Very suddenly there came back to my soul motion and sound, the tumultuous motion of the heart,
and in my ears the sound of its beating, then a pause in which all is blank. Then again sound and motion and touch, a tingling sensation pervading my frame.
Then the mere consciousness of existence without thought, a condition which lasted long.
Then very suddenly thought and shuddering terror, and earnest endeavor to comprehend my true state. Then
a strong desire to lapse into insensibility, then a rushing revival of soul and a successful
effort to move, and now a full memory of the trial, of the judges, of the sable draperies,
of the sentence, of the sickness, of the swoon. Then, entire forgetfulness
of all that followed, of all that a later day, and much earnestness of endeavor, have
enabled me vaguely to recall.
So far I had not opened my eyes. I felt that I lay upon my back, unbound. I reached out my hand, and it fell heavily upon
something damp and hard.
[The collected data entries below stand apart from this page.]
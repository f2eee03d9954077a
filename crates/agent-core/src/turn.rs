//! Turn Handling
//!
//! One inbound chat message end to end: load the session, run the graph,
//! append the exchange, save once.

use std::sync::Arc;

use serde::{Deserialize, Serialize};

use crate::error::{AgentError, Result};
use crate::graph::AgentGraph;
use crate::session::{SessionId, SessionStore};
use crate::synthesis::FormData;

/// Inbound chat message
#[derive(Clone, Debug, Deserialize)]
pub struct TurnRequest {
    pub message: String,

    #[serde(default)]
    pub session_id: Option<String>,
}

impl TurnRequest {
    pub fn new(message: impl Into<String>, session_id: Option<String>) -> Self {
        Self {
            message: message.into(),
            session_id,
        }
    }
}

/// Answer to a chat message
#[derive(Clone, Debug, PartialEq, Eq, Serialize)]
pub struct TurnResponse {
    pub reply: String,

    pub session_id: String,

    #[serde(rename = "formData")]
    pub form_data: FormData,
}

/// Runs chat turns against a graph and a session store
pub struct TurnHandler {
    graph: Arc<AgentGraph>,
    sessions: Arc<dyn SessionStore>,
}

impl TurnHandler {
    pub fn new(graph: Arc<AgentGraph>, sessions: Arc<dyn SessionStore>) -> Self {
        Self { graph, sessions }
    }

    /// Process one message
    ///
    /// A missing or blank `session_id` starts a new session. The store sees
    /// exactly one `save` per successful turn, carrying the full history.
    pub async fn handle(&self, request: TurnRequest) -> Result<TurnResponse> {
        if request.message.trim().is_empty() {
            return Err(AgentError::InvalidInput("message must not be empty".into()));
        }

        let existing = request
            .session_id
            .as_deref()
            .map(str::trim)
            .filter(|id| !id.is_empty())
            .map(SessionId::from_string);

        let (session_id, mut history) = match existing {
            Some(id) => {
                let history = self.sessions.load(&id).await.map_err(into_persistence)?;
                tracing::info!(session = %id, turns = history.len(), "Loaded session history");
                (id, history)
            }
            None => {
                let id = self.sessions.new_session_id();
                tracing::info!(session = %id, "Created new session");
                (id, Default::default())
            }
        };

        let generation = self
            .graph
            .invoke(&request.message, history.turns().to_vec())
            .await
            .inspect_err(|e| tracing::error!(session = %session_id, error = %e, "Turn failed"))?;

        history.record_exchange(request.message, generation.reply.clone());
        self.sessions
            .save(&session_id, &history)
            .await
            .map_err(into_persistence)?;
        tracing::debug!(session = %session_id, turns = history.len(), "Saved session history");

        Ok(TurnResponse {
            reply: generation.reply,
            session_id: session_id.to_string(),
            form_data: generation.form_data,
        })
    }

    pub fn graph(&self) -> &AgentGraph {
        &self.graph
    }
}

fn into_persistence(err: AgentError) -> AgentError {
    match err {
        AgentError::Persistence(_) => err,
        other => AgentError::Persistence(other.to_string()),
    }
}

#[cfg(test)]
mod tests {
    use super::*;
    use crate::graph::tests::{ScriptedProvider, registry};
    use crate::message::{History, Turn};
    use crate::session::MemorySessionStore;
    use crate::tool::ToolCall;
    use async_trait::async_trait;
    use std::sync::atomic::{AtomicUsize, Ordering};

    fn handler(provider: ScriptedProvider, store: Arc<dyn SessionStore>) -> TurnHandler {
        let graph = AgentGraph::with_defaults(Arc::new(provider), registry());
        TurnHandler::new(Arc::new(graph), store)
    }

    #[tokio::test]
    async fn test_new_session_end_to_end() {
        let decision = vec![ToolCall::new("search_event_info").with_arg("query", "wedding package price")];
        let provider = ScriptedProvider::new(
            decision,
            "```json\n{\"reply\": \"Our wedding packages start at $5,000.\", \"formData\": {}}\n```",
        );
        let store = Arc::new(MemorySessionStore::new());
        let handler = handler(provider, store.clone());

        let response = handler
            .handle(TurnRequest::new("What's the price of a wedding package?", None))
            .await
            .unwrap();

        assert!(response.reply.contains("$5,000"));
        assert!(response.form_data.is_empty());
        assert!(!response.session_id.is_empty());

        let saved = store.load(&SessionId::from_string(&response.session_id)).await.unwrap();
        assert_eq!(saved.turns(), &[
            Turn::user("What's the price of a wedding package?"),
            Turn::assistant("Our wedding packages start at $5,000."),
        ]);
    }

    #[tokio::test]
    async fn test_existing_session_appends_two_turns() {
        let store = Arc::new(MemorySessionStore::new());
        let id = SessionId::from_string("abc");
        let prior = History::from(vec![Turn::user("Hi, I'm Ana"), Turn::assistant("Hello Ana!")]);
        store.save(&id, &prior).await.unwrap();

        let provider = ScriptedProvider::new(
            Vec::new(),
            r#"{"reply": "Happy to help with your wedding!", "formData": {"name": "Ana", "eventType": "Wedding"}}"#,
        );
        let handler = handler(provider, store.clone());

        let response = handler
            .handle(TurnRequest::new("I'm planning a wedding", Some("abc".into())))
            .await
            .unwrap();

        assert_eq!(response.session_id, "abc");
        assert_eq!(response.form_data.name.as_deref(), Some("Ana"));

        let saved = store.load(&id).await.unwrap();
        assert_eq!(saved.len(), prior.len() + 2);
        assert_eq!(&saved.turns()[..prior.len()], prior.turns());
        assert_eq!(saved.turns()[3], Turn::assistant("Happy to help with your wedding!"));
    }

    #[tokio::test]
    async fn test_empty_message_is_invalid_input() {
        let store = Arc::new(MemorySessionStore::new());
        let handler = handler(ScriptedProvider::new(Vec::new(), "{}"), store.clone());

        let err = handler.handle(TurnRequest::new("   ", None)).await.unwrap_err();
        assert!(matches!(err, AgentError::InvalidInput(_)));
        assert!(store.is_empty().await);
    }

    #[tokio::test]
    async fn test_model_failure_persists_nothing() {
        let provider = ScriptedProvider::scripted(
            vec![Err(AgentError::ModelUnavailable("down".into()))],
            Vec::new(),
        );
        let store = Arc::new(MemorySessionStore::new());
        let handler = handler(provider, store.clone());

        let err = handler.handle(TurnRequest::new("Hello", None)).await.unwrap_err();
        assert!(matches!(err, AgentError::ModelUnavailable(_)));
        assert!(store.is_empty().await);
    }

    /// Store whose writes always fail
    #[derive(Default)]
    struct BrokenStore {
        saves: AtomicUsize,
    }

    #[async_trait]
    impl SessionStore for BrokenStore {
        async fn load(&self, _id: &SessionId) -> Result<History> {
            Ok(History::new())
        }

        async fn save(&self, _id: &SessionId, _history: &History) -> Result<()> {
            self.saves.fetch_add(1, Ordering::SeqCst);
            Err(AgentError::Other("quota exceeded".into()))
        }
    }

    #[tokio::test]
    async fn test_save_failure_is_persistence_error() {
        let store = Arc::new(BrokenStore::default());
        let provider = ScriptedProvider::new(Vec::new(), r#"{"reply": "Hi!", "formData": {}}"#);
        let handler = handler(provider, store.clone());

        let err = handler.handle(TurnRequest::new("Hello", Some("  ".into()))).await.unwrap_err();
        assert!(matches!(err, AgentError::Persistence(msg) if msg.contains("quota exceeded")));
        assert_eq!(store.saves.load(Ordering::SeqCst), 1);
    }
}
There I suffered it to remain for many minutes, while I strove to
imagine where and what I could be. I longed, yet dared not to employ my vision. I dreaded the first glance at objects around
me. It was not that I feared to look upon things horrible, but that I grew aghast, lest
there should be nothing to see. At length, with a wild desperation at heart, I quickly
unclosed my eyes. My worst thoughts then were confirmed. The blackness of eternal night
encompassed me. I struggled for breath. The intensity of the darkness seemed to oppress
and stifle me. The atmosphere was intolerably close.
I still lay quietly and made effort to exercise my reason. I brought to mind the inquisitorial proceedings
and attempted from that point to deduce my real condition.
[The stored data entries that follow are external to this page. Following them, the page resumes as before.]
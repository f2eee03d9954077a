//! In-Memory Knowledge Index
//!
//! A RAM-backed tantivy index over chunked documents, ranked by BM25.
//! Built once at startup and read-only afterwards.

use std::path::Path;

use async_trait::async_trait;
use tantivy::collector::TopDocs;
use tantivy::query::QueryParser;
use tantivy::schema::{Field, STORED, Schema, TEXT, Value};
use tantivy::{Index, IndexReader, IndexWriter, TantivyDocument, doc};

use super::KnowledgeIndex;
use super::chunk::{ChunkConfig, split_text};
use crate::error::{ConciergeError, Result};

const WRITER_MEMORY_BYTES: usize = 15_000_000;

/// Knowledge index held entirely in memory
pub struct InMemoryIndex {
    index: Index,
    body: Field,
    /// `None` until at least one passage is committed
    reader: Option<IndexReader>,
    chunks: usize,
}

impl InMemoryIndex {
    /// Index with no documents
    pub fn empty() -> Self {
        let mut schema = Schema::builder();
        let body = schema.add_text_field("body", TEXT | STORED);

        Self {
            index: Index::create_in_ram(schema.build()),
            body,
            reader: None,
            chunks: 0,
        }
    }

    /// Chunk and index a set of documents
    pub fn from_documents<S: AsRef<str>>(documents: &[S], config: &ChunkConfig) -> Result<Self> {
        let mut passages = Vec::new();
        for document in documents {
            passages.extend(split_text(document.as_ref(), config)?);
        }

        let mut index = Self::empty();
        if passages.is_empty() {
            return Ok(index);
        }

        let mut writer: IndexWriter = index.index.writer_with_num_threads(1, WRITER_MEMORY_BYTES)?;
        for passage in &passages {
            writer.add_document(doc!(index.body => passage.as_str()))?;
        }
        writer.commit()?;

        index.reader = Some(index.index.reader()?);
        index.chunks = passages.len();
        Ok(index)
    }

    /// Load and index a markdown (or plain text) corpus file
    pub fn from_markdown_file(path: impl AsRef<Path>, config: &ChunkConfig) -> Result<Self> {
        let path = path.as_ref();
        let content = std::fs::read_to_string(path).map_err(|e| {
            ConciergeError::Knowledge(format!("cannot read knowledge file {}: {e}", path.display()))
        })?;

        let index = Self::from_documents(&[content], config)?;
        tracing::info!(path = %path.display(), chunks = index.len(), "Knowledge index built");
        Ok(index)
    }

    /// Rank passages against a query; passages sharing no term are left out
    pub fn search(&self, query: &str, k: usize) -> Result<Vec<String>> {
        let Some(reader) = &self.reader else {
            return Ok(Vec::new());
        };
        if k == 0 || query.trim().is_empty() {
            return Ok(Vec::new());
        }

        let parser = QueryParser::for_index(&self.index, vec![self.body]);
        let (parsed, errors) = parser.parse_query_lenient(query);
        if !errors.is_empty() {
            tracing::debug!(?errors, "Ignored parts of the knowledge query");
        }

        let searcher = reader.searcher();
        let top_docs = searcher.search(&parsed, &TopDocs::with_limit(k))?;

        let mut passages = Vec::with_capacity(top_docs.len());
        for (score, address) in top_docs {
            if score <= 0.0 {
                continue;
            }
            let document: TantivyDocument = searcher.doc(address)?;
            if let Some(text) = document.get_first(self.body).and_then(|v| v.as_str()) {
                passages.push(text.to_string());
            }
        }
        Ok(passages)
    }
}

#[async_trait]
impl KnowledgeIndex for InMemoryIndex {
    async fn top_k(&self, query: &str, k: usize) -> Result<Vec<String>> {
        self.search(query, k)
    }

    fn len(&self) -> usize {
        self.chunks
    }
}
The sentence had passed, and it appeared to me
that a very long interval of time had since elapsed.
Yet not for a moment did I suppose myself actually dead.
Such a supposition, notwithstanding what we read in fiction, is altogether inconsistent
with real existence.
But where and in what state was I?
The condemned to death, I knew, perished usually at the Otto's daffay.
And one of these had been held on the very night of the day of my trial. Had I been remanded to my dungeon to await the next sacrifice, which would not take place
for many months, this I at once saw could not be.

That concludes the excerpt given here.